# Next move - need some advice pls



## NOV12 (Apr 23, 2016)

Hello and Happy New Year to you all 

I'm hoping to get some advice, as you can see from my signature, we've had three rounds of ivf and our "diagnosis" (we've never had a definitive diagnosis) is a mix male factor due to varicoceles and I've got low amh. I've never produced more than 6 eggs and never been pregnant. We took a break from ivf last year which given my amh level seemed a bit risky but my husband had his second varicocele repair and best sperm quality ever, so we tried naturally with some (7months) letrozole thrown in - nothing happened. 

We're now considering more treatment and I feel like we're at a bit of a cross roads, do we stay with our clinic (The Lister), the thought of going back there and sitting in the waiting room makes me feel quite anxious given that our last cycle was so poor; do we try abroad; do we move to donor eggs. Also I've never had any form of internal investigation other than a hycosy (all clear) or any immune testing, our consultant has been reluctant to go down that path and said they feel it's a numbers game (which is all well and good, but they're not the one paying). 
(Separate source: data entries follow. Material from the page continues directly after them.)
//! Tree editing helpers over the `markup5ever_rcdom` reference tree.
//!
//! The rewriter only ever needs a handful of structural edits: detach a node,
//! splice a node's children into its place, drop attributes by position and
//! swap out text content. Each helper keeps the weak parent links consistent
//! with the parents' child vectors.

use html5ever::tendril::StrTendril;
use markup5ever_rcdom::{Handle, Node, NodeData};
use std::cell::RefCell;
use std::rc::Rc;

/// Lowercased local name of an element, `None` for other node kinds.
pub(crate) fn element_name(node: &Handle) -> Option<String> {
    match &node.data {
        NodeData::Element { name, .. } => Some(name.local.to_lowercase()),
        _ => None,
    }
}

pub(crate) fn parent_of(node: &Handle) -> Option<Handle> {
    let weak = node.parent.take();
    let parent = weak.as_ref().and_then(|w| w.upgrade());
    node.parent.set(weak);
    parent
}

/// True when `node` is currently one of `parent`'s children.
pub(crate) fn is_child_of(node: &Handle, parent: &Handle) -> bool {
    parent_of(node).is_some_and(|current| Rc::ptr_eq(&current, parent))
}

pub(crate) fn child_at(parent: &Handle, index: usize) -> Option<Handle> {
    parent.children.borrow().get(index).cloned()
}

pub(crate) fn child_count(parent: &Handle) -> usize {
    parent.children.borrow().len()
}

/// Removes `node` (and its subtree) from its parent.
pub(crate) fn detach(node: &Handle) {
    if let Some(parent) = parent_of(node) {
        parent
            .children
            .borrow_mut()
            .retain(|child| !Rc::ptr_eq(child, node));
    }
    node.parent.set(None);
}

/// Moves every child of `node` into the parent, in order, at the position
/// `node` occupied, then removes `node`.
pub(crate) fn promote_children(node: &Handle) {
    let children: Vec<Handle> = node.children.borrow_mut().drain(..).collect();
    let Some(parent) = parent_of(node) else {
        for child in &children {
            child.parent.set(None);
        }
        return;
    };

    for child in &children {
        child.parent.set(Some(Rc::downgrade(&parent)));
    }

    let mut siblings = parent.children.borrow_mut();
    match siblings.iter().position(|child| Rc::ptr_eq(child, node)) {
        Some(index) => {
            siblings.splice(index..index + 1, children);
        }
        None => siblings.extend(children),
    }
    drop(siblings);
    node.parent.set(None);
}

/// Keeps only the children for which `keep` returns true.
pub(crate) fn retain_children<F>(node: &Handle, mut keep: F)
where
    F: FnMut(&Handle) -> bool,
{
    let children = node.children.take();
    let mut kept = Vec::with_capacity(children.len());
    for child in children {
        if keep(&child) {
            kept.push(child);
        } else {
            child.parent.set(None);
        }
    }
    *node.children.borrow_mut() = kept;
}

/// `(name, value)` of the attribute at `index`. Names are lowercased.
pub(crate) fn attribute_at(node: &Handle, index: usize) -> Option<(String, String)> {
    match &node.data {
        NodeData::Element { attrs, .. } => attrs
            .borrow()
            .get(index)
            .map(|attr| (attr.name.local.to_lowercase(), attr.value.to_string())),
        _ => None,
    }
}

pub(crate) fn remove_attribute_at(node: &Handle, index: usize) {
    if let NodeData::Element { attrs, .. } = &node.data {
        let mut attrs = attrs.borrow_mut();
        if index < attrs.len() {
            attrs.remove(index);
        }
    }
}

pub(crate) fn set_attribute_at(node: &Handle, index: usize, value: &str) {
    if let NodeData::Element { attrs, .. } = &node.data {
        if let Some(attr) = attrs.borrow_mut().get_mut(index) {
            attr.value = StrTendril::from_slice(value);
        }
    }
}

/// Removes every attribute and returns their names in document order.
pub(crate) fn take_attribute_names(node: &Handle) -> Vec<String> {
    match &node.data {
        NodeData::Element { attrs, .. } => attrs
            .take()
            .into_iter()
            .map(|attr| attr.name.local.to_string())
            .collect(),
        _ => Vec::new(),
    }
}

/// Concatenated text of the direct text children.
pub(crate) fn text_content(node: &Handle) -> String {
    let mut text = String::new();
    for child in node.children.borrow().iter() {
        if let NodeData::Text { contents } = &child.data {
            text.push_str(&contents.borrow());
        }
    }
    text
}

/// Replaces all children of `node` with a single text node.
pub(crate) fn replace_text(node: &Handle, text: &str) {
    let replacement = Node::new(NodeData::Text {
        contents: RefCell::new(StrTendril::from_slice(text)),
    });
    replacement.parent.set(Some(Rc::downgrade(node)));
    for old in node.children.replace(vec![replacement]) {
        old.parent.set(None);
    }
}

/// The contents fragment of a `<template>` element.
pub(crate) fn template_contents(node: &Handle) -> Option<Handle> {
    match &node.data {
        NodeData::Element {
            template_contents, ..
        } => template_contents.borrow().clone(),
        _ => None,
    }
}

pub(crate) fn is_text(node: &Handle) -> bool {
    matches!(node.data, NodeData::Text { .. })
}

pub(crate) fn is_comment(node: &Handle) -> bool {
    matches!(node.data, NodeData::Comment { .. })
}

#[cfg(test)]
mod tests {
    use super::*;
    use html5ever::driver::ParseOpts;
    use html5ever::tendril::TendrilSink;
    use html5ever::{local_name, namespace_url, ns, parse_fragment, QualName};
    use markup5ever_rcdom::RcDom;

    fn fragment(html: &str) -> (RcDom, Handle) {
        let dom = parse_fragment(
            RcDom::default(),
            ParseOpts::default(),
            QualName::new(None, ns!(html), local_name!("body")),
            vec![],
        )
        .one(html);
        let root = dom.document.children.borrow()[0].clone();
        (dom, root)
    }

    fn attribute_count(node: &Handle) -> usize {
        match &node.data {
            NodeData::Element { attrs, .. } => attrs.borrow().len(),
            _ => 0,
        }
    }

    fn names(parent: &Handle) -> Vec<String> {
        parent
            .children
            .borrow()
            .iter()
            .map(|c| element_name(c).unwrap_or_else(|| "#text".to_string()))
            .collect()
    }

    #[test]
    fn test_promote_children_splices_in_place() {
        let (_dom, root) = fragment("<i></i><span><b></b>x<u></u></span><s></s>");
        let span = child_at(&root, 1).unwrap();
        promote_children(&span);
        assert_eq!(names(&root), vec!["i", "b", "#text", "u", "s"]);
        let b = child_at(&root, 1).unwrap();
        assert!(Rc::ptr_eq(&parent_of(&b).unwrap(), &root));
        assert!(is_child_of(&b, &root));
        assert!(!is_child_of(&b, &span));
        assert!(parent_of(&span).is_none());
    }

    #[test]
    fn test_detach_removes_node() {
        let (_dom, root) = fragment("<i></i><b></b>");
        let i = child_at(&root, 0).unwrap();
        detach(&i);
        assert_eq!(names(&root), vec!["b"]);
        assert!(!is_child_of(&i, &root));
        assert!(is_child_of(&child_at(&root, 0).unwrap(), &root));
    }

    #[test]
    fn test_replaced_text_is_not_a_child_anymore() {
        let (_dom, root) = fragment("<style>p {}</style>");
        let style = child_at(&root, 0).unwrap();
        let old = child_at(&style, 0).unwrap();
        replace_text(&style, "q {}");
        assert!(!is_child_of(&old, &style));
        assert!(is_child_of(&child_at(&style, 0).unwrap(), &style));
    }

    #[test]
    fn test_attribute_editing() {
        let (_dom, root) = fragment(r#"<p ID="a" title="b" lang="c"></p>"#);
        let p = child_at(&root, 0).unwrap();
        assert_eq!(attribute_count(&p), 3);
        assert_eq!(attribute_at(&p, 0), Some(("id".to_string(), "a".to_string())));
        remove_attribute_at(&p, 0);
        set_attribute_at(&p, 0, "z");
        assert_eq!(attribute_at(&p, 0), Some(("title".to_string(), "z".to_string())));
        assert_eq!(take_attribute_names(&p), vec!["title".to_string(), "lang".to_string()]);
        assert_eq!(attribute_count(&p), 0);
    }

    #[test]
    fn test_text_replacement() {
        let (_dom, root) = fragment("<style>p { color: red }</style>");
        let style = child_at(&root, 0).unwrap();
        assert_eq!(text_content(&style), "p { color: red }");
        replace_text(&style, "p {}");
        assert_eq!(text_content(&style), "p {}");
        assert_eq!(child_count(&style), 1);
    }
}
Any thoughts or advice would be so gratefully received x


----------



## MargotW (Jan 26, 2016)

Happy new year to you too.
I think Robert Winston says that you should have a laperoscopy but they are expensive and I am not sure I fancy one. I am convinced that for us it's a numbers game.
i would say that you should go out to the clinic where you trust the consultant. You can always ask your urologist which clinic they recommend. Donor egg is a personal thing, if you feel ready for it then the odds will be better but ask your consultant. I'm not sure why you are thinking if trying abroad, I wouldn't want the inconvenience but many people go for it. 
X


----------



## Coffeeandcake1 (Apr 15, 2016)

Hi Nov,

I just saw this post and my heart goes out to you - I was exactly where you were a few years ago so it really struck  home!! We were also with the Lister, my husband also had a varicocele which affected sperm quality and I also had low AMH. On top of that I had some immune issues which I was treated for.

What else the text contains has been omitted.